Getting back to the Rothschild's, the most successful branch was that established by Nathan, who in 1798, had left Frankfurt and entered the London firm of L.B. Cohen and Levy Salomons for a few months before he settled in Manchester in 1799 to set up as a textile and general merchant. The Rothschild archive tells us that "Britain had been at war with Revolutionary France for about five years, and in the very year of 1798 Napoleon threatened to cross the channel." During the Napoleonic wars, the region of Hesse was divided into Hessen-Kassel and Hessen-Darmstadt. Under Napoleon’s patronage Hessen-Darmstadt was elevated to a Grand Duchy. However, Hessen-Kassel. ruled by Elector William I, was dissolved and incorporated into the Kingdom of Westphalia ruled by Jerome Bonaparte.
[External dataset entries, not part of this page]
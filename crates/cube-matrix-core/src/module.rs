//! A single physical LED tile.

use crate::{Color, Error, Result, GRID_PIXELS};
use std::fmt;
use std::str::FromStr;

/// Kind of a physical tile module.
#[derive(Debug, Clone, Copy, PartialEq, Eq)]
pub enum ModuleKind {
    /// One-pixel tile.
    Single,
    /// 5x5 grid tile with a clear finish.
    Grid5x5Clear,
    /// 5x5 grid tile with a blur (diffused) finish.
    Grid5x5Blur,
}

impl ModuleKind {
    /// Number of pixels on a tile of this kind.
    pub fn pixel_count(&self) -> usize {
        match self {
            ModuleKind::Single => 1,
            ModuleKind::Grid5x5Clear | ModuleKind::Grid5x5Blur => GRID_PIXELS,
        }
    }

    /// Side length of the tile's square pixel grid.
    pub fn side(&self) -> u32 {
        match self {
            ModuleKind::Single => 1,
            ModuleKind::Grid5x5Clear | ModuleKind::Grid5x5Blur => crate::GRID_SIDE,
        }
    }

    /// Returns true for the clear 5x5 grid, the only kind images target.
    pub fn is_clear_grid(&self) -> bool {
        matches!(self, ModuleKind::Grid5x5Clear)
    }
}

impl FromStr for ModuleKind {
    type Err = Error;

    fn from_str(s: &str) -> Result<Self> {
        match s.to_lowercase().as_str() {
            "1x1" => Ok(ModuleKind::Single),
            "5x5_clear" => Ok(ModuleKind::Grid5x5Clear),
            "5x5_blur" => Ok(ModuleKind::Grid5x5Blur),
            _ => Err(Error::InvalidModuleKind(s.to_string())),
        }
    }
}

impl fmt::Display for ModuleKind {
    fn fmt(&self, f: &mut fmt::Formatter<'_>) -> fmt::Result {
        match self {
            ModuleKind::Single => write!(f, "1x1"),
            ModuleKind::Grid5x5Clear => write!(f, "5x5_clear"),
            ModuleKind::Grid5x5Blur => write!(f, "5x5_blur"),
        }
    }
}

/// One physical tile: kind, pixel data, and whether it has been assigned.
///
/// Pixels default to black. The `used` flag distinguishes "default black"
/// from "intentionally set to black", which matters for image placement.
#[derive(Debug, Clone)]
pub struct Module {
    kind: ModuleKind,
    pixels: Vec<Color>,
    used: bool,
}

impl Module {
    /// Creates an unused module with all pixels black.
    pub fn new(kind: ModuleKind) -> Self {
        Self {
            kind,
            pixels: vec![Color::BLACK; kind.pixel_count()],
            used: false,
        }
    }

    /// Returns the module kind.
    pub fn kind(&self) -> ModuleKind {
        self.kind
    }

    /// Assigns a flat color list and marks the module used.
    ///
    /// Fails without touching the stored pixels if the length does not
    /// match the kind's pixel count.
    pub fn set_colors(&mut self, colors: &[Color]) -> Result<()> {
        let expected = self.kind.pixel_count();
        if colors.len() != expected {
            return Err(Error::PixelCount {
                kind: self.kind,
                expected,
                actual: colors.len(),
            });
        }
        self.pixels.clear();
        self.pixels.extend_from_slice(colors);
        self.used = true;
        Ok(())
    }

    /// Assigns image-derived pixel data. Same contract as [`set_colors`];
    /// both entry points converge on the same stored representation.
    ///
    /// [`set_colors`]: Module::set_colors
    pub fn set_data(&mut self, colors: Vec<Color>) -> Result<()> {
        let expected = self.kind.pixel_count();
        if colors.len() != expected {
            return Err(Error::PixelCount {
                kind: self.kind,
                expected,
                actual: colors.len(),
            });
        }
        self.pixels = colors;
        self.used = true;
        Ok(())
    }

    /// Returns the current pixel list in raster order.
    pub fn colors(&self) -> &[Color] {
        &self.pixels
    }

    /// Produces the wire-ready payload fragment for this module: each
    /// pixel base64-encoded individually, concatenated with no separator.
    pub fn rgb_data(&self) -> String {
        self.pixels.iter().map(Color::wire_encode).collect()
    }

    /// Returns true once pixel data has been explicitly assigned.
    pub fn is_used(&self) -> bool {
        self.used
    }
}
In the City of London the London Stock Exchange, which was founded almost four decades earlier, supposedly became regulated in 1801. Nathan left Manchester in 1804 and returned to London (p.111), while his clerk, Joseph Barber, stayed on in Manchester running the firm Rothschild Brothers. The table on page 29 of this document from the Rothschild archive shows Nathan as having founded a Merchant bank in London by 1805. N.M. Rothschild & Sons. By late 1805 Nathan had extended his business considerably in close co-operation with the Dutch members of the Warburg family, Fermin de Tastet of London, and Levi Barent Cohen his future father-in-law who was a leading international diamond trader. L.B. Cohen consigned his diamonds to Hope & Co for sale through their vast network of clients in Europe and Russia. Nathan married Hannah Cohen in 1806. Hannah's sister Judith Cohen married Moses Montefiore son of Rachel de Mattos Mocatta.

Fleeing Napoleon in 1806, Elector William I "entrusted part of his fortune to Mayer Amschel Rothschild. Mayer turned to his son, Nathan, in London." Nathan "invested £550,000 of the Elector's funds in British government securities and bullion. These investments proved extremely lucrative and, by the time the Elector returned from exile, had accrued considerable interest." The Rothschild archive mentions "twin paintings showing the Elector of Hesse entrusting his valuables to the Rothschilds and receiving them back at the end of the Napoleonic Wars." (p.27). By 1807 the British government's management of the public debt was spiralling out of control. The amount of money the public now owed to the Bank of England had risen to more than £550,000,000.

James Rothschild joined Nathan in London in 1809. Nathan's brothers (partners) on the continent were aiding Napoleon, although the Rothschilds' claim it was unwillingly. (p48). The value of Nathan's continental agencies was recognised in 1809 by the British government. John Charles Herries at the time was Controller of army accounts. Nathan became the arbiter of the Royal exchange in 1810, and Mayer Amschel Rothschild founded the Frankfurt business Mayer Amschel Rothschild & Söhne the same year. By signed agreement, Mayer Amschel Rothschild bound his male descendants into one Rothschild firm that would renew the agreement periodically and divide the combined profits of the firm.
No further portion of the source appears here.